Quando a vítima clica no link do e-mail de phishing, ela é redirecionada para uma página de phishing do Gmail.

• O kit de phishing do Gmail começa com uma página de login e uma página de senha que coletam o e-mail ou número de telefone e a senha do usuário.

• Depois disso, o kit de phishing exibe uma página personalizada que informa a vítima sobre o limite da taxa e, a partir daí, o atacante pode selecionar outras diretivas para alertar a vítima.

• Com base no IP da vítima, a página busca ainda mais o código do país que será exibido na etapa de autenticação. O método alternativo ou o próximo botão presente na página é obter o e-mail de recuperação da vítima. Todas essas informações são enviadas como um registro para o atacante.
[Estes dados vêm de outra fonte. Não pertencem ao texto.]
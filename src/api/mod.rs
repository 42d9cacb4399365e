pub mod actor;
pub mod handlers;
pub mod routes;

pub use handlers::{error_response, AppState, ErrorResponse};
pub use routes::*;
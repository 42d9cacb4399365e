use serde::Serialize;
use serde_json::Value;
use std::collections::HashMap;

use crate::error::{QmsError, QmsResult};
use crate::logic::query::{parse_list_query, QueryLimits};
use crate::model::risk::{MAX_LEVEL, MIN_LEVEL};
use crate::model::{definition, severity, EntityKind, FieldType, Id, Record, Severity};
use crate::store::RecordStore;

#[derive(Debug, Clone, PartialEq, Serialize)]
pub struct GroupCount {
    pub value: Value,
    pub count: u64,
}

/// Row counts of one entity per value of one field.
#[derive(Debug, Clone, PartialEq, Serialize)]
pub struct FieldCounts {
    pub entity: EntityKind,
    pub field: &'static str,
    pub total: u64,
    pub groups: Vec<GroupCount>,
}

/// Counts rows of `kind` per value of `field`, an enumeration (lifecycle
/// states included) or a boolean. Every declared value is listed, zero
/// counts included, followed by any other stored value and null. `params`
/// takes the entity's list filters.
pub async fn field_counts<S: RecordStore + ?Sized>(
    store: &S,
    kind: EntityKind,
    field: &str,
    params: &HashMap<String, String>,
    limits: QueryLimits,
) -> QmsResult<FieldCounts> {
    let def = definition(kind);
    let field_def = def
        .field_def(field)
        .ok_or_else(|| QmsError::invalid(field, format!("is not a field of {}", kind)))?;
    let declared: Vec<Value> = match &field_def.ty {
        FieldType::Enumeration { members } => members
            .iter()
            .map(|member| Value::String(member.to_string()))
            .collect(),
        FieldType::Boolean => vec![Value::Bool(true), Value::Bool(false)],
        _ => {
            return Err(QmsError::invalid(
                field,
                "only enumeration and boolean fields can be counted",
            ))
        }
    };

    let query = parse_list_query(def, params, limits).map_err(QmsError::Validation)?;
    let counted = store.count_grouped(kind, &[field_def.name], &query).await?;
    let mut counted: Vec<(Value, u64)> = counted
        .into_iter()
        .map(|(mut key, count)| (key.pop().unwrap_or(Value::Null), count))
        .collect();
    let total: u64 = counted.iter().map(|(_, count)| count).sum();

    let mut groups = Vec::with_capacity(declared.len() + 1);
    for value in declared {
        let count = match counted.iter().position(|(key, _)| *key == value) {
            Some(index) => counted.remove(index).1,
            None => 0,
        };
        groups.push(GroupCount { value, count });
    }
    // nulls sort last, so leftovers keep that order
    groups.extend(
        counted
            .into_iter()
            .map(|(value, count)| GroupCount { value, count }),
    );

    Ok(FieldCounts {
        entity: kind,
        field: field_def.name,
        total,
        groups,
    })
}

#[derive(Debug, Clone, PartialEq, Serialize)]
pub struct HeatmapCell {
    pub probability: i64,
    pub impact: i64,
    pub severity: Severity,
    pub count: u64,
}

/// Risks per probability/impact pair, one cell for every pair of the
/// severity matrix.
#[derive(Debug, Clone, PartialEq, Serialize)]
pub struct RiskHeatmap {
    pub total: u64,
    pub cells: Vec<HeatmapCell>,
}

pub async fn risk_heatmap<S: RecordStore + ?Sized>(
    store: &S,
    params: &HashMap<String, String>,
    limits: QueryLimits,
) -> QmsResult<RiskHeatmap> {
    let query = parse_list_query(definition(EntityKind::Risk), params, limits)
        .map_err(QmsError::Validation)?;
    let counted = store
        .count_grouped(EntityKind::Risk, &["probability", "impact"], &query)
        .await?;
    let count_of = |probability: i64, impact: i64| {
        counted
            .iter()
            .filter(|(key, _)| {
                key.first().and_then(Value::as_i64) == Some(probability)
                    && key.get(1).and_then(Value::as_i64) == Some(impact)
            })
            .map(|(_, count)| count)
            .sum::<u64>()
    };

    let mut cells = Vec::new();
    for probability in MIN_LEVEL..=MAX_LEVEL {
        for impact in MIN_LEVEL..=MAX_LEVEL {
            let Some(severity) = severity(probability, impact) else {
                continue;
            };
            cells.push(HeatmapCell {
                probability,
                impact,
                severity,
                count: count_of(probability, impact),
            });
        }
    }

    Ok(RiskHeatmap {
        total: cells.iter().map(|cell| cell.count).sum(),
        cells,
    })
}

#[derive(Debug, Clone, Copy, PartialEq, Eq, Serialize)]
#[serde(rename_all = "snake_case")]
pub enum Direction {
    Rising,
    Falling,
    Stable,
    NoData,
}

/// Summary of an indicator's measurement history, in period order.
#[derive(Debug, Clone, PartialEq, Serialize)]
pub struct IndicatorTrend {
    pub indicator_id: Id,
    pub measurements: u64,
    /// Mean of all values, rounded to two decimals.
    pub average: Option<f64>,
    pub last_value: Option<f64>,
    pub last_period: Option<String>,
    /// Last value against the one before it.
    pub direction: Direction,
}

pub async fn indicator_trend<S: RecordStore + ?Sized>(
    store: &S,
    indicator_id: Id,
) -> QmsResult<IndicatorTrend> {
    if store
        .get_record(EntityKind::Indicator, &indicator_id)
        .await?
        .is_none()
    {
        return Err(QmsError::NotFound {
            entity: EntityKind::Indicator,
            id: indicator_id,
        });
    }

    let mut history = store
        .find_referencing(EntityKind::IndicatorMeasurement, "indicator_id", &indicator_id)
        .await?;
    history.sort_by(|a, b| a.get_str("period").cmp(&b.get_str("period")));
    Ok(summarize(indicator_id, &history))
}

fn summarize(indicator_id: Id, history: &[Record]) -> IndicatorTrend {
    let values: Vec<f64> = history
        .iter()
        .filter_map(|measurement| measurement.get("value").and_then(Value::as_f64))
        .collect();

    let average = if values.is_empty() {
        None
    } else {
        let mean = values.iter().sum::<f64>() / values.len() as f64;
        Some((mean * 100.0).round() / 100.0)
    };
    let direction = match values.as_slice() {
        [] => Direction::NoData,
        [.., previous, last] if last > previous => Direction::Rising,
        [.., previous, last] if last < previous => Direction::Falling,
        _ => Direction::Stable,
    };

    IndicatorTrend {
        indicator_id,
        measurements: history.len() as u64,
        average,
        last_value: values.last().copied(),
        last_period: history
            .last()
            .and_then(|measurement| measurement.get_str("period"))
            .map(str::to_string),
        direction,
    }
}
O kit de phishing do Gmail vem com personalizações opcionais, como:

• Notificações de alerta e atualização automática sempre que novos registros forem capturados.
• Adicionar ou remover a página de limite de taxa.
• Ativar ou desativar os métodos de proteção de bots, como o captcha.
• Opções para escolher o que a vítima deve ver após a página de senha.

O kit mencionado acima tem um preço tão baixo quanto USD 50 a USD 70. De acordo com o agente da ameaça, os invasores que compram esses kits tendem a vender os registros coletados nas páginas de phishing para quem pagar mais.

Impacto generalizado das campanhas de phishing do Gmail

Como o Gmail tem mais de 1,5 bilhão de usuários ativos, esse kit de phishing, em particular, tem o potencial de causar impacto em grande escala porque:

• Os usuários tendem a reutilizar suas credenciais de e-mail em outras contas, incluindo seus logins bancários.
• É uma prática comum usar contas do Gmail para se inscrever em sites de comércio eletrônico e em outros serviços.
• Costumamos receber detalhes confidenciais, como extratos bancários, contas e convites para reuniões por e-mail, que podem ser usados para realizar ataques direcionados às vítimas.
• Os agentes de ameaças podem se passar pelo titular do e-mail para fraudar seus contatos.
• Os agentes de ameaças podem usar OTPs e códigos de autenticação recebidos nas contas do Gmail para contornar a autenticação multifatorial

Apêndice

Registros Whois de Sítio 1:

Este domínio foi marcado como malicioso por dois softwares antivírus sob a tag de 'phishing'.

Registros Whois de Sítio 2 

Esse domínio ainda não é detectável e não tem nenhum método ou kit de phishing para os usuários baixarem.